Despite the dissolution of Daewoo Motors, Daewoo Motor Sales maintained dealing partnerships with the successors of Daewoo Motors, SsangYong Motor Company, and other foreign car companies. However, most of these partnerships were eventually terminated.

In 2010, GM Daewoo Auto & Technology Co., the Korean subsidiary of General Motors, announced it was severing ties with Daewoo Motor Sales Corporation. Daewoo Motor Sales responded by signing a deal with the SsangYong Motor Company to sell its vehicles (specifically the Rodius, Chairman W, and Chairman H vehicles) in return for the injection of W20 billion ($17.6 million) by Daewoo Motor Sales into SsangYong Motor Company, which at the time was mired in bankruptcy proceedings. The deal was non-exclusive, meaning SsangYong was still permitted to distribute its vehicles through other private dealers.

On April 14, 2010, Daewoo Motor Sales was placed into a debt restructuring program due to deteriorating financial problems. It is suspected that Daewoo Motor Sales experienced a liquidity crisis after revenues from its vehicle sales business were used to pay spiraling debts from its construction business. Following a last-minute consultation, creditors, including Korea Development Bank, decided to help Daewoo Motor Sales settle W17.66 billion ($15.98 million) worth of notes held by Daewoo Bus Corp. and Daewoo Commercial Vehicle Co. As part of its restructuring plan, Daewoo Motor Sales retained its bus sales, advertising, and rent-a-car businesses but shed its construction business, which would become Daewoo Development. The new Daewoo Motor Sales was sold to Youngan Group, the parent company of Zyle Daewoo Commercial Vehicle, which renamed it Zyle Daewoo Bus Co., Ltd.
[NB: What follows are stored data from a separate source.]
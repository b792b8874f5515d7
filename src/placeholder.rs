//! Subscriber placeholders
//!
//! One placeholder node per live remote stream, keyed by stream id and
//! created inside the subscriber container. The SDK renders into the node;
//! this registry only tracks which nodes exist.

use std::collections::HashMap;

use chrono::{DateTime, Utc};
use tracing::debug;

use crate::model::StreamId;

#[derive(Debug, Clone, PartialEq, Eq)]
pub struct Placeholder {
    pub stream_id: StreamId,
    /// Element id the SDK renders the subscriber into.
    pub element_id: String,
    pub created_at: DateTime<Utc>,
}

#[derive(Debug)]
pub struct PlaceholderRegistry {
    container: String,
    entries: HashMap<StreamId, Placeholder>,
}

impl PlaceholderRegistry {
    pub fn new(container: impl Into<String>) -> Self {
        PlaceholderRegistry {
            container: container.into(),
            entries: HashMap::new(),
        }
    }

    pub fn container(&self) -> &str {
        &self.container
    }

    /// Create the placeholder for `stream_id`. Returns `None` when one already
    /// exists for that stream.
    pub fn attach(&mut self, stream_id: &StreamId) -> Option<&Placeholder> {
        if self.entries.contains_key(stream_id) {
            return None;
        }

        let placeholder = Placeholder {
            stream_id: stream_id.clone(),
            element_id: format!("{}-{}", self.container, stream_id),
            created_at: Utc::now(),
        };
        debug!("Attached placeholder '{}'", placeholder.element_id);

        let entry: &Placeholder = self.entries.entry(stream_id.clone()).or_insert(placeholder);
        Some(entry)
    }

    /// Remove the placeholder for `stream_id`. Unknown ids are a no-op.
    pub fn detach(&mut self, stream_id: &StreamId) -> Option<Placeholder> {
        let removed = self.entries.remove(stream_id);
        if let Some(p) = &removed {
            debug!(
                "Detached placeholder '{}' after {}s",
                p.element_id,
                (Utc::now() - p.created_at).num_seconds()
            );
        }
        removed
    }

    /// Remove every placeholder, returning how many were dropped.
    pub fn clear(&mut self) -> usize {
        let n = self.entries.len();
        self.entries.clear();
        n
    }

    pub fn get(&self, stream_id: &StreamId) -> Option<&Placeholder> {
        self.entries.get(stream_id)
    }

    pub fn len(&self) -> usize {
        self.entries.len()
    }

    pub fn is_empty(&self) -> bool {
        self.entries.is_empty()
    }

    /// Stream ids with a live placeholder, sorted.
    pub fn stream_ids(&self) -> Vec<StreamId> {
        let mut ids: Vec<StreamId> = self.entries.keys().cloned().collect();
        ids.sort();
        ids
    }
}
New ownership group Youngan Group refused to offer continued employment at Zyle Daewo Bus Co. to former Daewoo Motor Sales employees. On July 12, 2022, Baek Seong-hak, the chairman of Youngan Group, announced the dissolution of all assets of the Zyle Daewoo Bus Co., a layoff of 272 workers, and the merging of Zyle Daewoo Bus Co.'s remaining operations into the Zyle Automobile Co., Ltd. (another subsidiary of Youngan Group). On April 12, 2023, the South Korean National Labor Relations Commission upheld the ruling of the lower Ulsan Regional Labor Relations Commission that the dissolution of Zyle Daewoo Bus Co. was not legal; therefore, it concluded Zyle Motors ought to rehire the former workers. However, Zyle Motors refused to accept the decision.